• Task to complete:
Of the material below, the lines to be retyped are those from the line containing "goes back first." through the line containing "slots currently held", inclusive; reproduce them exactly.

|---|

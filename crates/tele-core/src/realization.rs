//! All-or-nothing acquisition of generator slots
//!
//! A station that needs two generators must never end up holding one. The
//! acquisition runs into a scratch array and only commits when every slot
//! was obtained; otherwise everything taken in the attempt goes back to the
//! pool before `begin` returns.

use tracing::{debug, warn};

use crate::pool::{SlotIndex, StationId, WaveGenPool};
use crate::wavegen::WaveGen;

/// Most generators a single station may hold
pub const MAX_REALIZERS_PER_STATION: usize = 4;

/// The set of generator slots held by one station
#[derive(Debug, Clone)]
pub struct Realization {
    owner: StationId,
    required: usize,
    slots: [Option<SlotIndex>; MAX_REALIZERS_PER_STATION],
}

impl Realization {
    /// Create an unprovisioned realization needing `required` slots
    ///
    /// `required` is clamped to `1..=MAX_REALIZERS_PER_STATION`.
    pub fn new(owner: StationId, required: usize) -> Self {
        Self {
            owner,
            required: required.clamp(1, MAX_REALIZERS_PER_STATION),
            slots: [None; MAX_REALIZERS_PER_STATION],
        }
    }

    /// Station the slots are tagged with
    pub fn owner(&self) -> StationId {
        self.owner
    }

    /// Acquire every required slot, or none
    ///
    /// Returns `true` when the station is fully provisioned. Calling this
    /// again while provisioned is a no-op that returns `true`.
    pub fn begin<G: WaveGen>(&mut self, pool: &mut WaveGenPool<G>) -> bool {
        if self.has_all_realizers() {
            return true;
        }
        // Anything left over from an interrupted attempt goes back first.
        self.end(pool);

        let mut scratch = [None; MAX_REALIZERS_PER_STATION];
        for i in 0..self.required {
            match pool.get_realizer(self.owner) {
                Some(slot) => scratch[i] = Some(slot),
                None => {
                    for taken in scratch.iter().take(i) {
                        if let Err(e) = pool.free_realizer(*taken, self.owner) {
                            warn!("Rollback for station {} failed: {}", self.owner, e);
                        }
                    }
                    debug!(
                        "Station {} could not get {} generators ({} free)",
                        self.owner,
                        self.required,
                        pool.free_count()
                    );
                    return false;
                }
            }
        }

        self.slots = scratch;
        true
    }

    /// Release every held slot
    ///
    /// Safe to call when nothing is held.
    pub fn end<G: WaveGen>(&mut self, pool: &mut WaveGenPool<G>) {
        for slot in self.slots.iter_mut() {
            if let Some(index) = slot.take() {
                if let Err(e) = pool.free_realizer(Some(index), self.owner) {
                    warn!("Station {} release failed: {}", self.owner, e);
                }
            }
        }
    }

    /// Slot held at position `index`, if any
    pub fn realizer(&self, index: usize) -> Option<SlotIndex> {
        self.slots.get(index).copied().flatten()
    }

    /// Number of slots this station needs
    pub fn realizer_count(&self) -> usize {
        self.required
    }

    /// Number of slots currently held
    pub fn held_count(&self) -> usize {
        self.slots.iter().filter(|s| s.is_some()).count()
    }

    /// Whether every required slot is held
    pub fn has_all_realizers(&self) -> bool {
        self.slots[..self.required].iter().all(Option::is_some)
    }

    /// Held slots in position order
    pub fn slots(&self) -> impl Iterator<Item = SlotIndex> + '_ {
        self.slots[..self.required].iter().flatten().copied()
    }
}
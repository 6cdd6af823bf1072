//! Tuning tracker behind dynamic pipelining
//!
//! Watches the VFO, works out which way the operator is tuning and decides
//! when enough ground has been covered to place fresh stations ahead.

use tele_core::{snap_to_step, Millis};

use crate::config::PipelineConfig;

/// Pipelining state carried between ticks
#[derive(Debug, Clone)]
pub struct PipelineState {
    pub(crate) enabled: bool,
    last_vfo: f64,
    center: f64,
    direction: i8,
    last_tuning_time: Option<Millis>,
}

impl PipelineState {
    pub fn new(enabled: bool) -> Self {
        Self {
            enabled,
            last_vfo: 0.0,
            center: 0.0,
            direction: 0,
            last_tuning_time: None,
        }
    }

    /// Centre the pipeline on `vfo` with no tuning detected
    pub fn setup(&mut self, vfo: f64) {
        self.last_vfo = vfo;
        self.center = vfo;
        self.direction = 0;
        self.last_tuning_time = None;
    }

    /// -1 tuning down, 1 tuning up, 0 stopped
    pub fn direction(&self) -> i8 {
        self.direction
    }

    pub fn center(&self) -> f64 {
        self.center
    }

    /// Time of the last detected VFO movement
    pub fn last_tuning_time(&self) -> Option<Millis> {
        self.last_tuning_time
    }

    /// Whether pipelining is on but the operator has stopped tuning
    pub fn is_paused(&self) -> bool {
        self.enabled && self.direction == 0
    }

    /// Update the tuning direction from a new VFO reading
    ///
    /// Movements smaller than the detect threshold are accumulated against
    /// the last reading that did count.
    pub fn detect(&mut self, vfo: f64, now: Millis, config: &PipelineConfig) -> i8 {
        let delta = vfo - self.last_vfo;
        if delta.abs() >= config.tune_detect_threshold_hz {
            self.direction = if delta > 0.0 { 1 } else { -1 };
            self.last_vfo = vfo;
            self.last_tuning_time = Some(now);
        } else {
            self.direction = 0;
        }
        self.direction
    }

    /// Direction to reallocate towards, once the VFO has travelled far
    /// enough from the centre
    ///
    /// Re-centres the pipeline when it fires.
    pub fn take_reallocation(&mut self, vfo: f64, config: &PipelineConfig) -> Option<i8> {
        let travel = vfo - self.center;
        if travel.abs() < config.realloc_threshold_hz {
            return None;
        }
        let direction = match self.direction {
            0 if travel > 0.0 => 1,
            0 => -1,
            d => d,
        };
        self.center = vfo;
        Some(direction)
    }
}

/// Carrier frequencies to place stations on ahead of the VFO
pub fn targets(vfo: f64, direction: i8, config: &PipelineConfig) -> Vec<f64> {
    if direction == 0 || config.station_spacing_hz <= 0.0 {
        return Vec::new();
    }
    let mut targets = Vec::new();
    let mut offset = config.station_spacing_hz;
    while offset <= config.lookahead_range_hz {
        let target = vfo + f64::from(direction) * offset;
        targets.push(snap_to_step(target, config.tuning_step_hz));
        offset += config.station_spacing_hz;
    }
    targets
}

|---|

• Answer space:
        // Anything left over from an interrupted attempt goes back first.
        self.end(pool);

        let mut scratch = [None; MAX_REALIZERS_PER_STATION];
        for i in 0..self.required {
            match pool.get_realizer(self.owner) {
                Some(slot) => scratch[i] = Some(slot),
                None => {
                    for taken in scratch.iter().take(i) {
                        if let Err(e) = pool.free_realizer(*taken, self.owner) {
                            warn!("Rollback for station {} failed: {}", self.owner, e);
                        }
                    }
                    debug!(
                        "Station {} could not get {} generators ({} free)",
                        self.owner,
                        self.required,
                        pool.free_count()
                    );
                    return false;
                }
            }
        }

        self.slots = scratch;
        true
    }

    /// Release every held slot
    ///
    /// Safe to call when nothing is held.
    pub fn end<G: WaveGen>(&mut self, pool: &mut WaveGenPool<G>) {
        for slot in self.slots.iter_mut() {
            if let Some(index) = slot.take() {
                if let Err(e) = pool.free_realizer(Some(index), self.owner) {
                    warn!("Station {} release failed: {}", self.owner, e);
                }
            }
        }
    }

    /// Slot held at position `index`, if any
    pub fn realizer(&self, index: usize) -> Option<SlotIndex> {
        self.slots.get(index).copied().flatten()
    }

    /// Number of slots this station needs
    pub fn realizer_count(&self) -> usize {
        self.required
    }

    /// Number of slots currently held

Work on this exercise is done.